↓↓↓

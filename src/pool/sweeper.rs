// Copyright (c) 2025 TexasFortress.AI
// This Source Code Form is subject to the terms of the Mozilla Public
// License, v. 2.0. If a copy of the MPL was not distributed with this
// file, You can obtain one at http://mozilla.org/MPL/2.0/.

use std::sync::atomic::{AtomicBool, Ordering};
use std::sync::Arc;

use log::{debug, info, warn};
use tokio::sync::Notify;
use tokio::task::JoinHandle;
use tokio::time::{interval, MissedTickBehavior};

use crate::pool::SessionPool;

/// What one sweep reclaimed.
#[derive(Debug, Clone, Default, PartialEq, Eq)]
pub struct SweepReport {
    pub folders_closed: usize,
    pub sessions_closed: usize,
    pub failures: usize,
}

/// Runs one eviction pass over the pool.
///
/// Idle folder handles are closed and dropped first. A session is only
/// disconnected once it owns no handles and is itself idle, so a session is
/// never closed underneath an open folder.
pub async fn sweep_once(pool: &SessionPool) -> SweepReport {
    let timeout = pool.config().idle_timeout;
    let mut report = SweepReport::default();

    for session in pool.sessions() {
        for handle in session.folder_handles() {
            let now = pool.clock().now();
            match handle.close_if_idle(&session, now, timeout).await {
                Ok(true) => {
                    if session.evict_folder(&handle) {
                        debug!("Evicted idle folder {} on {}", handle.path(), session.credentials());
                        report.folders_closed += 1;
                    }
                }
                Ok(false) => {}
                Err(e) => {
                    // The handle is already marked closed; drop it anyway.
                    warn!("Failed to close folder {} on {}: {}", handle.path(), session.credentials(), e);
                    session.evict_folder(&handle);
                    report.failures += 1;
                }
            }
        }

        if session.folder_count() > 0 {
            continue;
        }
        if !pool.evict_session(&session) {
            continue;
        }
        match session.disconnect().await {
            Ok(()) => {
                info!("Closed idle session {}", session.credentials());
                report.sessions_closed += 1;
            }
            Err(e) => {
                warn!("Failed to log out idle session {}: {}", session.credentials(), e);
                report.failures += 1;
            }
        }
    }

    report
}

/// Periodic background sweeper.
pub struct Sweeper;

impl Sweeper {
    /// Spawns the sweep loop on the current tokio runtime.
    pub fn start(pool: Arc<SessionPool>) -> SweeperHandle {
        let stop = Arc::new(AtomicBool::new(false));
        let wake = Arc::new(Notify::new());
        let period = pool.config().sweep_interval;

        let task = tokio::spawn({
            let stop = Arc::clone(&stop);
            let wake = Arc::clone(&wake);
            async move {
                let mut ticker = interval(period);
                ticker.set_missed_tick_behavior(MissedTickBehavior::Delay);
                info!("Sweeper started (every {:?})", period);
                loop {
                    tokio::select! {
                        _ = ticker.tick() => {}
                        _ = wake.notified() => {}
                    }
                    // Only checked between passes; a running sweep always completes.
                    if stop.load(Ordering::Acquire) {
                        break;
                    }
                    let report = sweep_once(&pool).await;
                    if report != SweepReport::default() {
                        debug!("Sweep: {:?}", report);
                    }
                }
                info!("Sweeper stopped");
            }
        });

        SweeperHandle { stop, wake, task }
    }
}

pub struct SweeperHandle {
    stop: Arc<AtomicBool>,
    wake: Arc<Notify>,
    task: JoinHandle<()>,
}

impl SweeperHandle {
    pub fn is_running(&self) -> bool {
        !self.task.is_finished()
    }

    /// Requests a stop and waits for the current pass to finish.
    pub async fn stop(self) {
        self.stop.store(true, Ordering::Release);
        self.wake.notify_one();
        if let Err(e) = self.task.await {
            warn!("Sweeper task ended abnormally: {}", e);
        }
    }
}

↑↑↑

> [Action item]: Set every line of the listing down word for word.

> [Reply]:
filename src/pool/sweeper.rs
// Copyright (c) 2025 TexasFortress.AI
// This Source Code Form is subject to the terms of the Mozilla Public
// License, v. 2.0. If a copy of the MPL was not distributed with this
// file, You can obtain one at http://mozilla.org/MPL/2.0/.

use std::sync::atomic::{AtomicBool, Ordering};
use std::sync::Arc;

use log::{debug, info, warn};
use tokio::sync::Notify;
use tokio::task::JoinHandle;
use tokio::time::{interval, MissedTickBehavior};

use crate::pool::SessionPool;

/// What one sweep reclaimed.
#[derive(Debug, Clone, Default, PartialEq, Eq)]
pub struct SweepReport {
    pub folders_closed: usize,
    pub sessions_closed: usize,
    pub failures: usize,
}

/// Runs one eviction pass over the pool.
///
/// Idle folder handles are closed and dropped first. A session is only
/// disconnected once it owns no handles and is itself idle, so a session is
/// never closed underneath an open folder.
pub async fn sweep_once(pool: &SessionPool) -> SweepReport {
    let timeout = pool.config().idle_timeout;
    let mut report = SweepReport::default();

    for session in pool.sessions() {
        for handle in session.folder_handles() {
            let now = pool.clock().now();
            match handle.close_if_idle(&session, now, timeout).await {
                Ok(true) => {
                    if session.evict_folder(&handle) {
                        debug!("Evicted idle folder {} on {}", handle.path(), session.credentials());
                        report.folders_closed += 1;
                    }
                }
                Ok(false) => {}
                Err(e) => {
                    // The handle is already marked closed; drop it anyway.
                    warn!("Failed to close folder {} on {}: {}", handle.path(), session.credentials(), e);
                    session.evict_folder(&handle);
                    report.failures += 1;
                }
            }
        }

        if session.folder_count() > 0 {
            continue;
        }
        if !pool.evict_session(&session) {
            continue;
        }
        match session.disconnect().await {
            Ok(()) => {
                info!("Closed idle session {}", session.credentials());
                report.sessions_closed += 1;
            }
            Err(e) => {
                warn!("Failed to log out idle session {}: {}", session.credentials(), e);
                report.failures += 1;
            }
        }
    }

    report
}

/// Periodic background sweeper.
pub struct Sweeper;

impl Sweeper {
    /// Spawns the sweep loop on the current tokio runtime.
    pub fn start(pool: Arc<SessionPool>) -> SweeperHandle {
        let stop = Arc::new(AtomicBool::new(false));
        let wake = Arc::new(Notify::new());
        let period = pool.config().sweep_interval;

        let task = tokio::spawn({
            let stop = Arc::clone(&stop);
            let wake = Arc::clone(&wake);
            async move {
                let mut ticker = interval(period);
                ticker.set_missed_tick_behavior(MissedTickBehavior::Delay);
                info!("Sweeper started (every {:?})", period);
                loop {
                    tokio::select! {
                        _ = ticker.tick() => {}
                        _ = wake.notified() => {}
                    }
                    // Only checked between passes; a running sweep always completes.
                    if stop.load(Ordering::Acquire) {
                        break;
                    }
                    let report = sweep_once(&pool).await;
                    if report != SweepReport::default() {
                        debug!("Sweep: {:?}", report);
                    }
                }
                info!("Sweeper stopped");
            }
        });

        SweeperHandle { stop, wake, task }
    }
}

pub struct SweeperHandle {
    stop: Arc<AtomicBool>,
    wake: Arc<Notify>,
    task: JoinHandle<()>,
}

impl SweeperHandle {
    pub fn is_running(&self) -> bool {
        !self.task.is_finished()
    }

    /// Requests a stop and waits for the current pass to finish.
    pub async fn stop(self) {
        self.stop.store(true, Ordering::Release);
        self.wake.notify_one();
        if let Err(e) = self.task.await {
            warn!("Sweeper task ended abnormally: {}", e);
        }
    }
}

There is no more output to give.